Publication Describes New International Consortium Standardizing Immunohistochemistry

Boston Cell Standards, a company standardizing tumor tissue testing with the first immunohistochemistry laboratory reference standards, announced the publication of a journal article summarizing the vital mission of the newly launched Consortium for Analytic Standardization in Immunohistochemistry (CASI).

Sept. 21, 2022 11:00 UTC

Article in Archives of Pathology & Laboratory Medicine provides rationale for launching Consortium for Analytic Standardization in Immunohistochemistry

BOSTON--(BUSINESS WIRE)-- Boston Cell Standards, a company standardizing tumor tissue testing with the first immunohistochemistry laboratory reference standards, announced the publication of a journal article summarizing the vital mission of the newly launched Consortium for Analytic Standardization in Immunohistochemistry (CASI).

In the article, “A Consortium for Analytic Standardization in Immunohistochemistry[i],” published online in the Archives of Pathology & Laboratory Medicine, an international panel of pathologists and leaders of laboratory accreditation agencies describe the new consortium for establishing industrywide immunohistochemistry (IHC) reference standards to improve test accuracy and reproducibility.

CASI is initially funded by a $2 million grant from the National Cancer Institute. Its mission is to integrate analytic reference standards into IHC, a test format widely used in surgical pathology to evaluate cancers in tissue samples and determine correct treatment.

Clinical laboratory practices in IHC differ from practices in other types of hospital laboratories, such as the blood testing laboratory. Standard patient blood tests can be analyzed in any lab and yield the same results every time because of international reference standards that ensure all tests are aligned with one another; both patient and physician can have confidence in the results wherever the tests are performed.

No such reference standards exist in IHC, meaning that different labs can – and often do – return different results from the same sample. Rates of clinically inadequate IHC testing are roughly 10 times that of clinical blood testing labs, with test discrepancy rates of 10 to 30 percent.[ii]

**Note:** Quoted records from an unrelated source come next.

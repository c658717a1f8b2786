//! Streaming downloads
//!
//! The response body is copied chunk by chunk into a hidden temp file inside
//! the staging directory, so the payload is never held in memory and a
//! later move into place is a same-filesystem rename. The temp file deletes
//! itself unless the organizer persists it.

use super::filename::{filename_from_disposition, filename_from_url};
use crate::config::Settings;
use crate::core::CancelToken;
use crate::core::progress::{self, ProgressGuard};
use crate::error::ItemError;
use std::io::{Read, Write};
use std::path::Path;
use tempfile::TempPath;
use url::Url;

const CHUNK_SIZE: usize = 64 * 1024;

/// Name prefix of in-progress downloads.
pub const PART_PREFIX: &str = ".part-";

/// A finished download waiting to be organized.
#[derive(Debug)]
pub struct DownloadResult {
    /// Closed temp file; removed on drop unless persisted.
    pub file: TempPath,
    /// Declared length, 0 when the server did not say.
    pub content_length: u64,
    /// URL after redirects.
    pub final_url: String,
    /// Name from `Content-Disposition`, if the server sent one.
    pub suggested_name: Option<String>,
}

impl DownloadResult {
    /// Name the payload should be stored under before any rename.
    pub fn filename(&self) -> String {
        self.suggested_name
            .clone()
            .unwrap_or_else(|| filename_from_url(&self.final_url))
    }
}

/// Blocking HTTP fetcher shared by every item of a run.
pub struct Fetcher {
    agent: ureq::Agent,
    user_agent: String,
    referer_exempt_hosts: Vec<String>,
    cancel: CancelToken,
}

impl Fetcher {
    pub fn new(settings: &Settings, cancel: CancelToken) -> Self {
        let agent = ureq::AgentBuilder::new()
            .timeout_connect(settings.http_timeout)
            .timeout_read(settings.http_timeout)
            .build();
        Self {
            agent,
            user_agent: settings.user_agent.clone(),
            referer_exempt_hosts: settings.referer_exempt_hosts.clone(),
            cancel,
        }
    }

    /// Headers sent with a download of `url`.
    ///
    /// Some vendor CDNs answer 403 when they see a foreign referer, so exempt
    /// hosts get a bare request.
    pub fn request_headers(&self, url: &str) -> Vec<(&'static str, String)> {
        let Ok(parsed) = Url::parse(url) else {
            return Vec::new();
        };
        let Some(host) = parsed.host_str() else {
            return Vec::new();
        };
        let host_lower = host.to_ascii_lowercase();
        if self
            .referer_exempt_hosts
            .iter()
            .any(|exempt| host_lower.contains(&exempt.to_ascii_lowercase()))
        {
            return Vec::new();
        }

        let origin = match parsed.port() {
            Some(port) => format!("{}://{}:{}/", parsed.scheme(), host, port),
            None => format!("{}://{}/", parsed.scheme(), host),
        };
        vec![("User-Agent", self.user_agent.clone()), ("Referer", origin)]
    }

    /// Download `url` into a temp file under `staging`.
    pub fn fetch(&self, url: &str, staging: &Path) -> Result<DownloadResult, ItemError> {
        if self.cancel.is_cancelled() {
            return Err(ItemError::Cancelled);
        }

        let headers = self.request_headers(url);
        tracing::debug!(%url, headers = ?headers, "requesting");

        let mut request = self.agent.get(url);
        for (name, value) in &headers {
            request = request.set(name, value);
        }

        let response = match request.call() {
            Ok(response) => response,
            Err(ureq::Error::Status(code, _)) => {
                return Err(ItemError::transport(url, format!("HTTP {}", code)));
            }
            Err(e) => return Err(ItemError::transport(url, e)),
        };

        let status = response.status();
        if !(200..300).contains(&status) {
            return Err(ItemError::transport(url, format!("HTTP {}", status)));
        }

        let content_type = response.header("content-type").unwrap_or("").to_string();
        if content_type.to_ascii_lowercase().contains("html") {
            return Err(ItemError::UnexpectedContent {
                url: url.to_string(),
                content_type,
            });
        }

        let content_length = response
            .header("content-length")
            .and_then(|s| s.trim().parse::<u64>().ok())
            .unwrap_or(0);
        let final_url = response.get_url().to_string();
        let suggested_name = response
            .header("content-disposition")
            .and_then(filename_from_disposition);
        tracing::debug!(%final_url, content_length, ?suggested_name, "response accepted");

        let label = suggested_name
            .clone()
            .unwrap_or_else(|| filename_from_url(&final_url));
        let file = self.stream_to_temp(
            url,
            response.into_reader(),
            staging,
            &label,
            content_length,
        )?;

        Ok(DownloadResult {
            file,
            content_length,
            final_url,
            suggested_name,
        })
    }

    /// Copy `reader` chunk by chunk into a new temp file under `staging`.
    ///
    /// The cancel token is checked before every chunk; on any error the temp
    /// file is dropped and removed.
    fn stream_to_temp(
        &self,
        url: &str,
        mut reader: impl Read,
        staging: &Path,
        label: &str,
        content_length: u64,
    ) -> Result<TempPath, ItemError> {
        let mut temp = tempfile::Builder::new()
            .prefix(PART_PREFIX)
            .tempfile_in(staging)?;

        let pb = progress::create_download_progress(label, content_length);
        let _guard = ProgressGuard::new(&pb);

        let mut buffer = vec![0u8; CHUNK_SIZE];
        let mut total_bytes = 0u64;

        loop {
            if self.cancel.is_cancelled() {
                tracing::debug!(%url, total_bytes, "download cancelled");
                return Err(ItemError::Cancelled);
            }

            let bytes_read = reader
                .read(&mut buffer)
                .map_err(|e| ItemError::transport(url, format!("read error: {}", e)))?;
            if bytes_read == 0 {
                break;
            }

            temp.write_all(&buffer[..bytes_read])?;
            total_bytes += bytes_read as u64;
            pb.set_position(total_bytes);
        }

        temp.flush()?;
        tracing::debug!(%url, total_bytes, "download complete");
        Ok(temp.into_temp_path())
    }
}

#[cfg(test)]
mod tests {
    use super::*;
    use wiremock::matchers::{method, path};
    use wiremock::{Mock, MockServer, ResponseTemplate};

    fn fetcher() -> Fetcher {
        Fetcher::new(&Settings::default(), CancelToken::new())
    }

    fn staged_files(dir: &Path) -> Vec<String> {
        std::fs::read_dir(dir)
            .unwrap()
            .map(|e| e.unwrap().file_name().to_string_lossy().into_owned())
            .collect()
    }

    #[test]
    fn test_headers_carry_referer_of_own_host() {
        let headers = fetcher().request_headers("https://drivers.amd.com:8443/a/b.exe");
        assert!(headers.contains(&("Referer", "https://drivers.amd.com:8443/".to_string())));
        assert!(headers.iter().any(|(name, _)| *name == "User-Agent"));
    }

    #[test]
    fn test_exempt_host_gets_bare_request() {
        assert!(
            fetcher()
                .request_headers("https://downloads.sourceforge.net/project/x.zip")
                .is_empty()
        );
        assert!(
            fetcher()
                .request_headers("https://www.Geeks3D.com/dl/furmark.zip")
                .is_empty()
        );
    }

    #[tokio::test]
    async fn test_fetch_streams_body_to_temp_file() {
        let mock_server = MockServer::start().await;
        let body = vec![7u8; 200_000];

        Mock::given(method("GET"))
            .and(path("/files/setup.exe"))
            .respond_with(
                ResponseTemplate::new(200)
                    .set_body_raw(body.clone(), "application/octet-stream")
                    .insert_header("Content-Disposition", "attachment; filename=\"Setup 1.0.exe\""),
            )
            .mount(&mock_server)
            .await;

        let staging = tempfile::tempdir().unwrap();
        let url = format!("{}/files/setup.exe", mock_server.uri());
        let result = fetcher().fetch(&url, staging.path()).unwrap();

        assert_eq!(result.content_length, 200_000);
        assert_eq!(result.final_url, url);
        assert_eq!(result.filename(), "Setup 1.0.exe");
        assert_eq!(std::fs::read(&result.file).unwrap(), body);
        assert!(result.file.starts_with(staging.path()));

        let temp = result.file.to_path_buf();
        drop(result);
        assert!(!temp.exists());
    }

    #[tokio::test]
    async fn test_fetch_records_final_url_after_redirect() {
        let mock_server = MockServer::start().await;

        Mock::given(method("GET"))
            .and(path("/latest"))
            .respond_with(
                ResponseTemplate::new(302)
                    .insert_header("Location", format!("{}/mirror/tool-2.0.zip", mock_server.uri())),
            )
            .mount(&mock_server)
            .await;
        Mock::given(method("GET"))
            .and(path("/mirror/tool-2.0.zip"))
            .respond_with(ResponseTemplate::new(200).set_body_raw(b"PK".to_vec(), "application/zip"))
            .mount(&mock_server)
            .await;

        let staging = tempfile::tempdir().unwrap();
        let result = fetcher()
            .fetch(&format!("{}/latest", mock_server.uri()), staging.path())
            .unwrap();

        assert_eq!(result.filename(), "tool-2.0.zip");
        assert!(result.final_url.ends_with("/mirror/tool-2.0.zip"));
    }

    #[tokio::test]
    async fn test_fetch_rejects_html_even_with_200() {
        let mock_server = MockServer::start().await;

        Mock::given(method("GET"))
            .respond_with(
                ResponseTemplate::new(200)
                    .set_body_raw(b"<html>login</html>".to_vec(), "text/html; charset=utf-8"),
            )
            .mount(&mock_server)
            .await;

        let staging = tempfile::tempdir().unwrap();
        let err = fetcher()
            .fetch(&format!("{}/driver.exe", mock_server.uri()), staging.path())
            .unwrap_err();

        assert!(matches!(err, ItemError::UnexpectedContent { .. }));
        assert!(staged_files(staging.path()).is_empty());
    }

    #[tokio::test]
    async fn test_fetch_error_status_is_transport_error() {
        let mock_server = MockServer::start().await;

        Mock::given(method("GET"))
            .respond_with(ResponseTemplate::new(404))
            .mount(&mock_server)
            .await;

        let staging = tempfile::tempdir().unwrap();
        let err = fetcher()
            .fetch(&format!("{}/gone.zip", mock_server.uri()), staging.path())
            .unwrap_err();

        assert!(matches!(err, ItemError::Transport(_)));
        assert!(err.to_string().contains("404"));
        assert!(staged_files(staging.path()).is_empty());
    }

    #[tokio::test]
    async fn test_fetch_sends_referer() {
        let mock_server = MockServer::start().await;

        Mock::given(method("GET"))
            .respond_with(ResponseTemplate::new(200).set_body_raw(b"x".to_vec(), "application/zip"))
            .mount(&mock_server)
            .await;

        let staging = tempfile::tempdir().unwrap();
        fetcher()
            .fetch(&format!("{}/a.zip", mock_server.uri()), staging.path())
            .unwrap();

        let requests = mock_server.received_requests().await.unwrap();
        let referer = requests[0].headers.get("referer").unwrap().to_str().unwrap();
        assert_eq!(referer, format!("{}/", mock_server.uri()));
    }

    #[test]
    fn test_cancelled_fetch_creates_nothing() {
        let cancel = CancelToken::new();
        cancel.cancel();
        let fetcher = Fetcher::new(&Settings::default(), cancel);
        let staging = tempfile::tempdir().unwrap();

        let err = fetcher
            .fetch("http://127.0.0.1:9/never.zip", staging.path())
            .unwrap_err();

        assert!(matches!(err, ItemError::Cancelled));
        assert!(staged_files(staging.path()).is_empty());
    }

    /// Body that trips the cancel token once the first chunk has been read.
    struct CancelAfterFirstChunk {
        cancel: CancelToken,
        chunks_left: usize,
    }

    impl Read for CancelAfterFirstChunk {
        fn read(&mut self, buf: &mut [u8]) -> std::io::Result<usize> {
            if self.chunks_left == 0 {
                return Ok(0);
            }
            self.chunks_left -= 1;
            self.cancel.cancel();
            buf.fill(0xAB);
            Ok(buf.len())
        }
    }

    #[test]
    fn test_cancel_mid_body_removes_partial_file() {
        let cancel = CancelToken::new();
        let fetcher = Fetcher::new(&Settings::default(), cancel.clone());
        let staging = tempfile::tempdir().unwrap();
        let body = CancelAfterFirstChunk {
            cancel: cancel.clone(),
            chunks_left: 16,
        };

        let err = fetcher
            .stream_to_temp("https://cdn.example/big.zip", body, staging.path(), "big.zip", 0)
            .unwrap_err();

        assert!(matches!(err, ItemError::Cancelled));
        assert!(staged_files(staging.path()).is_empty());
    }

    #[test]
    fn test_stream_to_temp_writes_every_chunk() {
        let staging = tempfile::tempdir().unwrap();
        let body = std::io::Cursor::new(vec![3u8; CHUNK_SIZE * 2 + 10]);

        let file = fetcher()
            .stream_to_temp("https://cdn.example/a.zip", body, staging.path(), "a.zip", 0)
            .unwrap();

        assert_eq!(std::fs::metadata(&file).unwrap().len(), (CHUNK_SIZE * 2 + 10) as u64);
        assert!(file.file_name().unwrap().to_string_lossy().starts_with(PART_PREFIX));
    }

    #[test]
    fn test_unreachable_host_is_transport_error() {
        let staging = tempfile::tempdir().unwrap();
        let err = fetcher()
            .fetch("http://127.0.0.1:9/nothing.zip", staging.path())
            .unwrap_err();
        assert!(matches!(err, ItemError::Transport(_)));
    }
}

“The absence of analytic standards is a highly unusual situation for a clinical diagnostic testing environment,” according to the manuscript. “There is no precedent to our knowledge for an entire clinical laboratory testing industry to lack analytic standards, especially one so large, well established, and critically important for patient care as IHC.”

CASI will conduct studies to determine appropriate analytic sensitivity thresholds for selected IHC tests, publish the data it collects, and then offer analytic sensitivity recommendations. In addition to guiding routine clinical practice, these recommendations will be intended to facilitate and simplify methodology transfer between laboratories, from published literature, and in clinical trials.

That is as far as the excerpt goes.